The market for cheap, which is to say, thinner rotors, that lasted through only one set of pads, became standard.

There’s a lesser factor that has to do with the free-standing tire places trying to cram as many 4-tire replacement appointments into an hour as they could, and looking the other way when mechanics used impact wrenches to put wheels back on cars, instead of torque wrenches (customers watching usually don’t know better). The result of that was that lug nuts were too tight, rotors got warped, wore out faster, AND couldn’t be turned.
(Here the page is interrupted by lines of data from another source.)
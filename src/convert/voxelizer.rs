//! Mesh rasterization (Deep Fried Edition)
//!
//! Rasterizes triangles/quads into three sparse trees: negated squared
//! distances, closest-primitive indices, and the intersecting-voxel mask.
//! Only a thin shell of voxels around each polygon is populated; the flood
//! fill stops as soon as a voxel's squared distance leaves the
//! half-diagonal threshold.
//!
//! # Deep Fried Optimizations
//! - **Per-worker trees**: Rayon fold builds private trees per worker,
//!   joined pairwise with the magnitude-min combine rule.
//! - **LastPrim dedup**: a per-worker index tree skips re-evaluating a
//!   neighbor voxel for the same polygon.
//! - **Leaf-buffered BFS**: polygons spanning many leaves trade the deque
//!   for an auxiliary bool tree swept leaf by leaf, amortizing allocation.
//!
//! Author: Moroya Sakamoto

use std::collections::VecDeque;

use glam::{DVec3, IVec3, UVec4, Vec3};
use rayon::prelude::*;

use crate::geom::{
    nearest_coord, tri_to_point_dist_sqr, COORD_OFFSETS, INVALID_IDX, VOXEL_HALF_DIAGONAL,
};
use crate::interrupt::Interrupter;
use crate::tree::Tree;

/// Edge span (index-space units) below which the deque-based seed fill is
/// used; longer polygons take the leaf-buffered path.
const SHORT_EDGE_SPAN: f64 = 200.0;

/// The three trees produced by rasterization.
pub struct VoxelizerOutput {
    /// Negated squared distances; the negation marks values not yet sign
    /// resolved, magnitudes are true index-space squared distances.
    pub sqr_dist: Tree<f32>,
    /// Closest polygon per active voxel.
    pub prim_index: Tree<i32>,
    /// Voxels whose nearest point on the mesh lies within half a voxel
    /// diagonal.
    pub intersection: Tree<bool>,
}

impl VoxelizerOutput {
    fn empty() -> Self {
        VoxelizerOutput {
            sqr_dist: Tree::new(f32::MAX),
            prim_index: Tree::new(INVALID_IDX as i32),
            intersection: Tree::new(false),
        }
    }
}

/// Rasterize all polygons in parallel, reducing the per-worker trees
/// pairwise with [`combine`].
pub fn voxelize_mesh<I: Interrupter>(
    points: &[Vec3],
    polys: &[UVec4],
    interrupter: &I,
) -> VoxelizerOutput {
    (0..polys.len())
        .into_par_iter()
        .fold(
            || Worker::new(points, polys, interrupter),
            |mut worker, n| {
                worker.voxelize_polygon(n);
                worker
            },
        )
        .map(Worker::into_output)
        .reduce(VoxelizerOutput::empty, combine)
}

/// Join rule: for every active voxel in `right`, keep whichever side has
/// the smaller true squared distance (values are stored negated, ties keep
/// `left`). The intersection masks are unioned.
pub fn combine(mut left: VoxelizerOutput, right: VoxelizerOutput) -> VoxelizerOutput {
    if left.sqr_dist.is_empty() {
        return right;
    }

    for leaf in right.sqr_dist.iter_leaves() {
        for pos in leaf.iter_on() {
            let ijk = leaf.pos_to_coord(pos);
            let rhs = leaf.value(pos);
            if -rhs < left.sqr_dist.get_value(ijk).abs() {
                left.sqr_dist.set_value(ijk, rhs);
                left.prim_index
                    .set_value(ijk, right.prim_index.get_value(ijk));
            }
        }
    }
    left.intersection.merge(right.intersection);
    left
}

struct Worker<'a, I> {
    points: &'a [Vec3],
    polys: &'a [UVec4],
    interrupter: &'a I,

    sqr_dist: Tree<f32>,
    prim_index: Tree<i32>,
    intersection: Tree<bool>,

    // Skips re-evaluating a voxel for the polygon that last touched it.
    last_prim: Tree<i32>,
}

impl<'a, I: Interrupter> Worker<'a, I> {
    fn new(points: &'a [Vec3], polys: &'a [UVec4], interrupter: &'a I) -> Self {
        Worker {
            points,
            polys,
            interrupter,
            sqr_dist: Tree::new(f32::MAX),
            prim_index: Tree::new(INVALID_IDX as i32),
            intersection: Tree::new(false),
            last_prim: Tree::new(INVALID_IDX as i32),
        }
    }

    fn into_output(self) -> VoxelizerOutput {
        VoxelizerOutput {
            sqr_dist: self.sqr_dist,
            prim_index: self.prim_index,
            intersection: self.intersection,
        }
    }

    #[inline]
    fn point(&self, vertex: u32) -> DVec3 {
        self.points[vertex as usize].as_dvec3()
    }

    fn voxelize_polygon(&mut self, n: usize) {
        if self.interrupter.was_interrupted() {
            return;
        }

        let verts = self.polys[n];
        let p0 = self.point(verts.x);
        let p1 = self.point(verts.y);
        let p2 = self.point(verts.z);

        if short_edge(p0, p1, p2) {
            self.seed_fill(n, verts);
        } else {
            self.leaf_buffered_fill(n, p0);
        }
    }

    /// Deque flood fill seeded from every vertex of the polygon.
    fn seed_fill(&mut self, n: usize, verts: UVec4) {
        let prim = n as i32;
        let mut queue: VecDeque<IVec3> = VecDeque::new();

        for k in 0..4 {
            let vertex = verts[k];
            if k == 3 && vertex == INVALID_IDX {
                break;
            }
            let ijk = nearest_coord(self.point(vertex));
            self.eval_voxel(ijk, n);
            queue.push_back(ijk);
        }

        while let Some(ijk) = queue.pop_back() {
            if self.interrupter.was_interrupted() {
                break;
            }

            self.intersection.set_active_state(ijk, true);

            for offset in COORD_OFFSETS {
                let n_ijk = ijk + offset;
                if self.last_prim.get_value(n_ijk) != prim {
                    self.last_prim.set_value(n_ijk, prim);
                    if self.eval_voxel(n_ijk, n) {
                        queue.push_back(n_ijk);
                    }
                }
            }
        }
    }

    /// BFS over an auxiliary bool tree, swept leaf by leaf. Used for large
    /// polygons whose shell spans many leaves.
    fn leaf_buffered_fill(&mut self, n: usize, p0: DVec3) {
        let prim = n as i32;

        let ijk = nearest_coord(p0);
        self.eval_voxel(ijk, n);
        self.last_prim.set_value(ijk, prim);

        let mut aux: Tree<bool> = Tree::new(false);
        aux.set_active_state(ijk, true);

        while !aux.is_empty() {
            if self.interrupter.was_interrupted() {
                break;
            }

            for origin in aux.leaf_origins_sorted() {
                if self.interrupter.was_interrupted() {
                    break;
                }

                let Some(leaf) = aux.probe_leaf_mut(origin) else {
                    continue;
                };
                let batch: Vec<IVec3> = leaf.iter_on().map(|pos| leaf.pos_to_coord(pos)).collect();
                leaf.set_all_off();

                for ijk in batch {
                    self.intersection.set_active_state(ijk, true);

                    for offset in COORD_OFFSETS {
                        let n_ijk = ijk + offset;
                        if self.last_prim.get_value(n_ijk) != prim {
                            self.last_prim.set_value(n_ijk, prim);
                            if self.eval_voxel(n_ijk, n) {
                                aux.set_active_state(n_ijk, true);
                            }
                        }
                    }
                }
            }

            aux.prune_inactive();
        }
    }

    /// Measure voxel `ijk` against polygon `n`; record the squared distance
    /// (negated) and primitive index when strictly closer than what is
    /// already stored. Returns whether `ijk` is an intersecting voxel.
    fn eval_voxel(&mut self, ijk: IVec3, n: usize) -> bool {
        let center = ijk.as_dvec3();
        let verts = self.polys[n];

        let p0 = self.point(verts.x);
        let p1 = self.point(verts.y);
        let p2 = self.point(verts.z);

        let mut dist = tri_to_point_dist_sqr(p0, p1, p2, center);

        // Quads are split along the v0-v2 diagonal.
        if verts.w != INVALID_IDX {
            let p3 = self.point(verts.w);
            let second = tri_to_point_dist_sqr(p0, p3, p2, center);
            if second < dist {
                dist = second;
            }
        }

        let tmp = dist as f32;
        if tmp < self.sqr_dist.get_value(ijk).abs() {
            self.sqr_dist.set_value(ijk, -tmp);
            self.prim_index.set_value(ijk, n as i32);
        }

        dist < VOXEL_HALF_DIAGONAL
    }
}

#[inline]
fn short_edge(v0: DVec3, v1: DVec3, v2: DVec3) -> bool {
    let mut edge_max = (v1.x - v0.x).abs();
    edge_max = edge_max.max((v1.y - v0.y).abs());
    edge_max = edge_max.max((v1.z - v0.z).abs());
    edge_max = edge_max.max((v0.x - v2.x).abs());
    edge_max = edge_max.max((v0.y - v2.y).abs());
    edge_max = edge_max.max((v0.z - v2.z).abs());
    edge_max < SHORT_EDGE_SPAN
}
Cheap rotors that can’t be turned don’t cost half what better rotors cost, though-- anywhere from 65-85%. But if you invest in the good ones, you have to replace your brakes when it’s recommended, and when you get tires, tell the manager to make sure the mechanic uses a torque wrench to replace the wheels. Just the fact that you know to say that will put them on notice. Although, the only way to make absolute sure your rotors don’t get warped, is to invest in a torque wrench (one good enough for home use is $25), and then every time a shop removes one of your wheels, as soon as you get home, loosen the nuts, and use the torque wrench to put them back on to spec.

I do.

I worked in a shop for a couple of years, and there are a few take-aways I live by, That’s one.